Repeat the listing in full, preserving every character.

=== Section Start ===

use rust_decimal::Decimal;
use serde::{Deserialize, Serialize};
use std::collections::HashSet;

/// One ingested sales line. Immutable once produced by the parser; the
/// `branch` comes from the source file name, never from sheet content.
#[derive(Debug, Clone, PartialEq, Serialize, Deserialize)]
pub struct SalesRecord {
    pub branch: String,
    /// Canonical `YYYY-MM` token, or the raw cell text when the date column
    /// held a label rather than a parseable date.
    pub period: String,
    /// Empty for layouts without an item-code column.
    pub item_code: String,
    pub item_name: String,
    pub supplier: String,
    pub family: String,
    pub total_amount: Decimal,
    /// Fractional ratio (0.25 for 25%). Defaults to zero when the sheet has
    /// no margin column or the cell does not parse.
    pub profit_margin: Decimal,
}

/// How rows in a sheet are shaped: one row per SKU, or one row per product
/// family with pre-aggregated figures.
#[derive(Debug, Clone, Copy, PartialEq, Eq, Serialize, Deserialize)]
pub enum BusinessMode {
    Itemized,
    Category,
}

impl BusinessMode {
    /// Resolves the free-form UI hint once at the API boundary. `None` means
    /// "defer to item-code detection".
    pub fn from_hint(hint: &str) -> Option<Self> {
        let hint = hint.to_lowercase();
        if hint.contains("minimarket") {
            Some(BusinessMode::Itemized)
        } else if hint.contains("souvenir") || hint.contains("gift") {
            Some(BusinessMode::Category)
        } else {
            None
        }
    }
}

/// Grouping axes the pivot engine understands.
#[derive(Debug, Clone, Copy, PartialEq, Eq, Hash, Serialize, Deserialize)]
pub enum Dimension {
    Period,
    Supplier,
    Family,
    Branch,
    ItemName,
}

impl Dimension {
    pub fn value_of<'a>(&self, record: &'a SalesRecord) -> &'a str {
        match self {
            Dimension::Period => &record.period,
            Dimension::Supplier => &record.supplier,
            Dimension::Family => &record.family,
            Dimension::Branch => &record.branch,
            Dimension::ItemName => &record.item_name,
        }
    }

    /// Maps a UI combo-box label onto a dimension, tolerating both the
    /// English and Spanish captions the reporting fleet uses.
    pub fn from_label(label: &str) -> Option<Self> {
        let label = label.to_lowercase();
        if label.contains("month") || label.contains("period") || label.contains("mes") {
            Some(Dimension::Period)
        } else if label.contains("supplier") || label.contains("proveedor") {
            Some(Dimension::Supplier)
        } else if label.contains("family") || label.contains("familia") {
            Some(Dimension::Family)
        } else if label.contains("branch") || label.contains("sucursal") {
            Some(Dimension::Branch)
        } else if label.contains("item") || label.contains("product") || label.contains("articulo")
        {
            Some(Dimension::ItemName)
        } else {
            None
        }
    }
}

/// Aggregation operators. `Sum` totals `total_amount`, `AverageMargin` takes
/// the mean of `profit_margin`, `Count` counts records.
#[derive(Debug, Clone, Copy, PartialEq, Eq, Serialize, Deserialize)]
pub enum Operator {
    Sum,
    AverageMargin,
    Count,
}

impl Operator {
    /// Label resolution mirrors the selector combo box: anything that is not
    /// recognisably a sum or an average counts records.
    pub fn from_label(label: &str) -> Self {
        let label = label.to_lowercase();
        if label.contains("sum") || label.contains("suma") {
            Operator::Sum
        } else if label.contains("average") || label.contains("promedio") {
            Operator::AverageMargin
        } else {
            Operator::Count
        }
    }
}

/// Allowed-value sets per filterable dimension. A record passes only if all
/// four of its filterable fields are present in the corresponding set.
#[derive(Debug, Clone, Default, PartialEq, Serialize, Deserialize)]
pub struct FilterSet {
    pub branches: HashSet<String>,
    pub periods: HashSet<String>,
    pub suppliers: HashSet<String>,
    pub families: HashSet<String>,
}

impl FilterSet {
    /// Everything selected, the state the filter checklists start in.
    pub fn all_from(records: &[SalesRecord]) -> Self {
        let mut filters = FilterSet::default();
        for record in records {
            filters.branches.insert(record.branch.clone());
            filters.periods.insert(record.period.clone());
            filters.suppliers.insert(record.supplier.clone());
            filters.families.insert(record.family.clone());
        }
        filters
    }

    pub fn accepts(&self, record: &SalesRecord) -> bool {
        self.branches.contains(&record.branch)
            && self.periods.contains(&record.period)
            && self.suppliers.contains(&record.supplier)
            && self.families.contains(&record.family)
    }
}

/// Distinct values of one dimension, for populating filter checklists.
/// Periods come back newest-first, everything else alphabetical.
pub fn distinct_values(records: &[SalesRecord], dimension: Dimension) -> Vec<String> {
    let values: std::collections::BTreeSet<String> = records
        .iter()
        .map(|r| dimension.value_of(r).to_string())
        .collect();
    let mut values: Vec<String> = values.into_iter().collect();
    if dimension == Dimension::Period {
        values.reverse();
    }
    values
}

/// Family choices narrowed to the currently selected suppliers and branches,
/// so the family checklist only offers combinations that exist.
pub fn families_for(
    records: &[SalesRecord],
    suppliers: &HashSet<String>,
    branches: &HashSet<String>,
) -> Vec<String> {
    let values: std::collections::BTreeSet<String> = records
        .iter()
        .filter(|r| suppliers.contains(&r.supplier) && branches.contains(&r.branch))
        .map(|r| r.family.clone())
        .collect();
    values.into_iter().collect()
}

#[cfg(test)]
mod tests {
    use super::*;

    fn record(branch: &str, period: &str, supplier: &str, family: &str) -> SalesRecord {
        SalesRecord {
            branch: branch.to_string(),
            period: period.to_string(),
            item_code: String::new(),
            item_name: family.to_string(),
            supplier: supplier.to_string(),
            family: family.to_string(),
            total_amount: Decimal::from(100),
            profit_margin: "0.2".parse().unwrap(),
        }
    }

    #[test]
    fn test_mode_hint_resolution() {
        assert_eq!(
            BusinessMode::from_hint("Minimarket La Playa"),
            Some(BusinessMode::Itemized)
        );
        assert_eq!(
            BusinessMode::from_hint("Souvenir / Gift Shop"),
            Some(BusinessMode::Category)
        );
        assert_eq!(BusinessMode::from_hint("Restaurante"), None);
    }

    #[test]
    fn test_operator_label_fallback_is_count() {
        assert_eq!(Operator::from_label("Suma de Ventas"), Operator::Sum);
        assert_eq!(
            Operator::from_label("Promedio Margen"),
            Operator::AverageMargin
        );
        assert_eq!(Operator::from_label("Conteo"), Operator::Count);
    }

    #[test]
    fn test_dimension_labels() {
        assert_eq!(Dimension::from_label("Año Mes"), Some(Dimension::Period));
        assert_eq!(Dimension::from_label("Sucursal"), Some(Dimension::Branch));
        assert_eq!(Dimension::from_label("Otro"), None);
    }

    #[test]
    fn test_distinct_values_and_dependent_families() {
        let records = vec![
            record("north", "2024-01", "Acme", "Snacks"),
            record("south", "2024-02", "Bulk Co", "Drinks"),
        ];
        assert_eq!(
            distinct_values(&records, Dimension::Period),
            vec!["2024-02", "2024-01"]
        );
        assert_eq!(
            distinct_values(&records, Dimension::Branch),
            vec!["north", "south"]
        );

        let suppliers = HashSet::from(["Acme".to_string()]);
        let branches = HashSet::from(["north".to_string(), "south".to_string()]);
        assert_eq!(families_for(&records, &suppliers, &branches), vec!["Snacks"]);
    }

    #[test]
    fn test_filter_set_accepts_requires_every_dimension() {
        let records = vec![
            record("north", "2024-01", "Acme", "Snacks"),
            record("south", "2024-02", "Bulk Co", "Drinks"),
        ];
        let filters = FilterSet::all_from(&records);
        assert!(filters.accepts(&records[0]));
        assert!(filters.accepts(&records[1]));

        let mut narrowed = filters.clone();
        narrowed.suppliers.remove("Bulk Co");
        assert!(narrowed.accepts(&records[0]));
        assert!(!narrowed.accepts(&records[1]));
    }
}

=== Section End ===

* [Task solution]:
use rust_decimal::Decimal;
use serde::{Deserialize, Serialize};
use std::collections::HashSet;

/// One ingested sales line. Immutable once produced by the parser; the
/// `branch` comes from the source file name, never from sheet content.
#[derive(Debug, Clone, PartialEq, Serialize, Deserialize)]
pub struct SalesRecord {
    pub branch: String,
    /// Canonical `YYYY-MM` token, or the raw cell text when the date column
    /// held a label rather than a parseable date.
    pub period: String,
    /// Empty for layouts without an item-code column.
    pub item_code: String,
    pub item_name: String,
    pub supplier: String,
    pub family: String,
    pub total_amount: Decimal,
    /// Fractional ratio (0.25 for 25%). Defaults to zero when the sheet has
    /// no margin column or the cell does not parse.
    pub profit_margin: Decimal,
}

/// How rows in a sheet are shaped: one row per SKU, or one row per product
/// family with pre-aggregated figures.
#[derive(Debug, Clone, Copy, PartialEq, Eq, Serialize, Deserialize)]
pub enum BusinessMode {
    Itemized,
    Category,
}

impl BusinessMode {
    /// Resolves the free-form UI hint once at the API boundary. `None` means
    /// "defer to item-code detection".
    pub fn from_hint(hint: &str) -> Option<Self> {
        let hint = hint.to_lowercase();
        if hint.contains("minimarket") {
            Some(BusinessMode::Itemized)
        } else if hint.contains("souvenir") || hint.contains("gift") {
            Some(BusinessMode::Category)
        } else {
            None
        }
    }
}

/// Grouping axes the pivot engine understands.
#[derive(Debug, Clone, Copy, PartialEq, Eq, Hash, Serialize, Deserialize)]
pub enum Dimension {
    Period,
    Supplier,
    Family,
    Branch,
    ItemName,
}

impl Dimension {
    pub fn value_of<'a>(&self, record: &'a SalesRecord) -> &'a str {
        match self {
            Dimension::Period => &record.period,
            Dimension::Supplier => &record.supplier,
            Dimension::Family => &record.family,
            Dimension::Branch => &record.branch,
            Dimension::ItemName => &record.item_name,
        }
    }

    /// Maps a UI combo-box label onto a dimension, tolerating both the
    /// English and Spanish captions the reporting fleet uses.
    pub fn from_label(label: &str) -> Option<Self> {
        let label = label.to_lowercase();
        if label.contains("month") || label.contains("period") || label.contains("mes") {
            Some(Dimension::Period)
        } else if label.contains("supplier") || label.contains("proveedor") {
            Some(Dimension::Supplier)
        } else if label.contains("family") || label.contains("familia") {
            Some(Dimension::Family)
        } else if label.contains("branch") || label.contains("sucursal") {
            Some(Dimension::Branch)
        } else if label.contains("item") || label.contains("product") || label.contains("articulo")
        {
            Some(Dimension::ItemName)
        } else {
            None
        }
    }
}

/// Aggregation operators. `Sum` totals `total_amount`, `AverageMargin` takes
/// the mean of `profit_margin`, `Count` counts records.
#[derive(Debug, Clone, Copy, PartialEq, Eq, Serialize, Deserialize)]
pub enum Operator {
    Sum,
    AverageMargin,
    Count,
}

impl Operator {
    /// Label resolution mirrors the selector combo box: anything that is not
    /// recognisably a sum or an average counts records.
    pub fn from_label(label: &str) -> Self {
        let label = label.to_lowercase();
        if label.contains("sum") || label.contains("suma") {
            Operator::Sum
        } else if label.contains("average") || label.contains("promedio") {
            Operator::AverageMargin
        } else {
            Operator::Count
        }
    }
}

/// Allowed-value sets per filterable dimension. A record passes only if all
/// four of its filterable fields are present in the corresponding set.
#[derive(Debug, Clone, Default, PartialEq, Serialize, Deserialize)]
pub struct FilterSet {
    pub branches: HashSet<String>,
    pub periods: HashSet<String>,
    pub suppliers: HashSet<String>,
    pub families: HashSet<String>,
}

impl FilterSet {
    /// Everything selected, the state the filter checklists start in.
    pub fn all_from(records: &[SalesRecord]) -> Self {
        let mut filters = FilterSet::default();
        for record in records {
            filters.branches.insert(record.branch.clone());
            filters.periods.insert(record.period.clone());
            filters.suppliers.insert(record.supplier.clone());
            filters.families.insert(record.family.clone());
        }
        filters
    }

    pub fn accepts(&self, record: &SalesRecord) -> bool {
        self.branches.contains(&record.branch)
            && self.periods.contains(&record.period)
            && self.suppliers.contains(&record.supplier)
            && self.families.contains(&record.family)
    }
}

/// Distinct values of one dimension, for populating filter checklists.
/// Periods come back newest-first, everything else alphabetical.
pub fn distinct_values(records: &[SalesRecord], dimension: Dimension) -> Vec<String> {
    let values: std::collections::BTreeSet<String> = records
        .iter()
        .map(|r| dimension.value_of(r).to_string())
        .collect();
    let mut values: Vec<String> = values.into_iter().collect();
    if dimension == Dimension::Period {
        values.reverse();
    }
    values
}

/// Family choices narrowed to the currently selected suppliers and branches,
/// so the family checklist only offers combinations that exist.
pub fn families_for(
    records: &[SalesRecord],
    suppliers: &HashSet<String>,
    branches: &HashSet<String>,
) -> Vec<String> {
    let values: std::collections::BTreeSet<String> = records
        .iter()
        .filter(|r| suppliers.contains(&r.supplier) && branches.contains(&r.branch))
        .map(|r| r.family.clone())
        .collect();
    values.into_iter().collect()
}

#[cfg(test)]
mod tests {
    use super::*;

    fn record(branch: &str, period: &str, supplier: &str, family: &str) -> SalesRecord {
        SalesRecord {
            branch: branch.to_string(),
            period: period.to_string(),
            item_code: String::new(),
            item_name: family.to_string(),
            supplier: supplier.to_string(),
            family: family.to_string(),
            total_amount: Decimal::from(100),
            profit_margin: "0.2".parse().unwrap(),
        }
    }

    #[test]
    fn test_mode_hint_resolution() {
        assert_eq!(
            BusinessMode::from_hint("Minimarket La Playa"),
            Some(BusinessMode::Itemized)
        );
        assert_eq!(
            BusinessMode::from_hint("Souvenir / Gift Shop"),
            Some(BusinessMode::Category)
        );
        assert_eq!(BusinessMode::from_hint("Restaurante"), None);
    }

    #[test]
    fn test_operator_label_fallback_is_count() {
        assert_eq!(Operator::from_label("Suma de Ventas"), Operator::Sum);
        assert_eq!(
            Operator::from_label("Promedio Margen"),
            Operator::AverageMargin
        );
        assert_eq!(Operator::from_label("Conteo"), Operator::Count);
    }

    #[test]
    fn test_dimension_labels() {
        assert_eq!(Dimension::from_label("Año Mes"), Some(Dimension::Period));
        assert_eq!(Dimension::from_label("Sucursal"), Some(Dimension::Branch));
        assert_eq!(Dimension::from_label("Otro"), None);
    }

    #[test]
    fn test_distinct_values_and_dependent_families() {
        let records = vec![
            record("north", "2024-01", "Acme", "Snacks"),
            record("south", "2024-02", "Bulk Co", "Drinks"),
        ];
        assert_eq!(
            distinct_values(&records, Dimension::Period),
            vec!["2024-02", "2024-01"]
        );
        assert_eq!(
            distinct_values(&records, Dimension::Branch),
            vec!["north", "south"]
        );

        let suppliers = HashSet::from(["Acme".to_string()]);
        let branches = HashSet::from(["north".to_string(), "south".to_string()]);
        assert_eq!(families_for(&records, &suppliers, &branches), vec!["Snacks"]);
    }

    #[test]
    fn test_filter_set_accepts_requires_every_dimension() {
        let records = vec![
            record("north", "2024-01", "Acme", "Snacks"),
            record("south", "2024-02", "Bulk Co", "Drinks"),
        ];
        let filters = FilterSet::all_from(&records);
        assert!(filters.accepts(&records[0]));
        assert!(filters.accepts(&records[1]));

        let mut narrowed = filters.clone();
        narrowed.suppliers.remove("Bulk Co");
        assert!(narrowed.accepts(&records[0]));
        assert!(!narrowed.accepts(&records[1]));
    }
}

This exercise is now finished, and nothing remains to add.